### EXERCISE DESCRIPTION
Throughout the listing below, copy each line containing "crate".

### GIVEN DATA
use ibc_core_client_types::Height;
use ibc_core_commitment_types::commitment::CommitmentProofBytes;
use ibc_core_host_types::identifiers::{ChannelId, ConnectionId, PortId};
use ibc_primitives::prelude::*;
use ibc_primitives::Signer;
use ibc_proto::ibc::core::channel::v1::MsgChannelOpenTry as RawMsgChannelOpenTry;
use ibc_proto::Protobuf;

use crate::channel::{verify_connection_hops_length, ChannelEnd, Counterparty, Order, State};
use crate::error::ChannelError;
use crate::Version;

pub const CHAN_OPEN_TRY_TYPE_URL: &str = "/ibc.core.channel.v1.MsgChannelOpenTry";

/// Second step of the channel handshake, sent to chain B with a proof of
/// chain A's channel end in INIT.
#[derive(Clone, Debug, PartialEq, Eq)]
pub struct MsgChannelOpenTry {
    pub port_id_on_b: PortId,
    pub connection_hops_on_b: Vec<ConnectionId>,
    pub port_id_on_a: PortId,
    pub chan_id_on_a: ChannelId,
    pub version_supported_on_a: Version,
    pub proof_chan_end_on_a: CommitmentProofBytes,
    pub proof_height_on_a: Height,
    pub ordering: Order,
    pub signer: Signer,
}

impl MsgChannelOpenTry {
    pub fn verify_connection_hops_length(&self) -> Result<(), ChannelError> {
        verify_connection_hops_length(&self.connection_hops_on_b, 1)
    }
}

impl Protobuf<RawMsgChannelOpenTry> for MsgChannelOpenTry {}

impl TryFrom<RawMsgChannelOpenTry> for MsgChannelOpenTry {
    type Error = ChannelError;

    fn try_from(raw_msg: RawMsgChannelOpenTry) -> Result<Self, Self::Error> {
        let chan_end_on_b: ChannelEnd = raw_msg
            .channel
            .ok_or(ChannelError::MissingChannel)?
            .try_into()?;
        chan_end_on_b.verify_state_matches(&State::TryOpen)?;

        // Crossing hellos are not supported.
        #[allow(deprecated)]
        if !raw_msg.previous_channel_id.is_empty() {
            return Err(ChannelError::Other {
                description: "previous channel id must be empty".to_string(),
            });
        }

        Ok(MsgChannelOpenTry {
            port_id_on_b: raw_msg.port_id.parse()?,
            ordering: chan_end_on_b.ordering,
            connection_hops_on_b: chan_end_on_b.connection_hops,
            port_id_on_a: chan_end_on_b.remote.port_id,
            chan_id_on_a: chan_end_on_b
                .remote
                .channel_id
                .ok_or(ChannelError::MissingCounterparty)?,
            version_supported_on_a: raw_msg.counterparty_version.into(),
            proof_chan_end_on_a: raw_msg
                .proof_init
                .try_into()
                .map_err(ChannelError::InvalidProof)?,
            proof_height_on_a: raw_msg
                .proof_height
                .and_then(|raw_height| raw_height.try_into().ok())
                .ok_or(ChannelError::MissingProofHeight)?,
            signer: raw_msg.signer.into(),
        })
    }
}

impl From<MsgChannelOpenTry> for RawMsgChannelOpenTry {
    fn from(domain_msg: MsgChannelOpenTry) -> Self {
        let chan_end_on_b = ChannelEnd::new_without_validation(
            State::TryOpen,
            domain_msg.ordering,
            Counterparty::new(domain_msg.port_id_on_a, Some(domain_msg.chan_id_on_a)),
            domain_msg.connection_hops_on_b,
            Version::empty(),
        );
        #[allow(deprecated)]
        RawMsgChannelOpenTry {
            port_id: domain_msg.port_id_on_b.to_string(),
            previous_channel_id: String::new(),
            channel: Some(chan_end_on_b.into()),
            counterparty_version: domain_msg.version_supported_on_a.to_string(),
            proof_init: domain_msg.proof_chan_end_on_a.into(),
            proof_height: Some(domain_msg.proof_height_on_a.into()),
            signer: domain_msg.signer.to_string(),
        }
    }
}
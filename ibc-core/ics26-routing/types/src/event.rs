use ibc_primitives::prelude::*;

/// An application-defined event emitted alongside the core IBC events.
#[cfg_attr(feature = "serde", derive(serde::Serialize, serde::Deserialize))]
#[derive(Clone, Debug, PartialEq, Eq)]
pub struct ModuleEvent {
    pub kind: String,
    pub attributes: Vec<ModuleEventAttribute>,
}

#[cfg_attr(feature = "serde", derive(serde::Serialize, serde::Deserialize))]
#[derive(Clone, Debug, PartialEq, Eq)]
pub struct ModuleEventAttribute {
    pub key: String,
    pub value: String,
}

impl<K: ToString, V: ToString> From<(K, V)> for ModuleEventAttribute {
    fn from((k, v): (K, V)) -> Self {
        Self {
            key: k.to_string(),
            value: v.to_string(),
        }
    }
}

### PROBLEM SOLUTION
use crate::channel::{verify_connection_hops_length, ChannelEnd, Counterparty, Order, State};
use crate::error::ChannelError;
use crate::Version;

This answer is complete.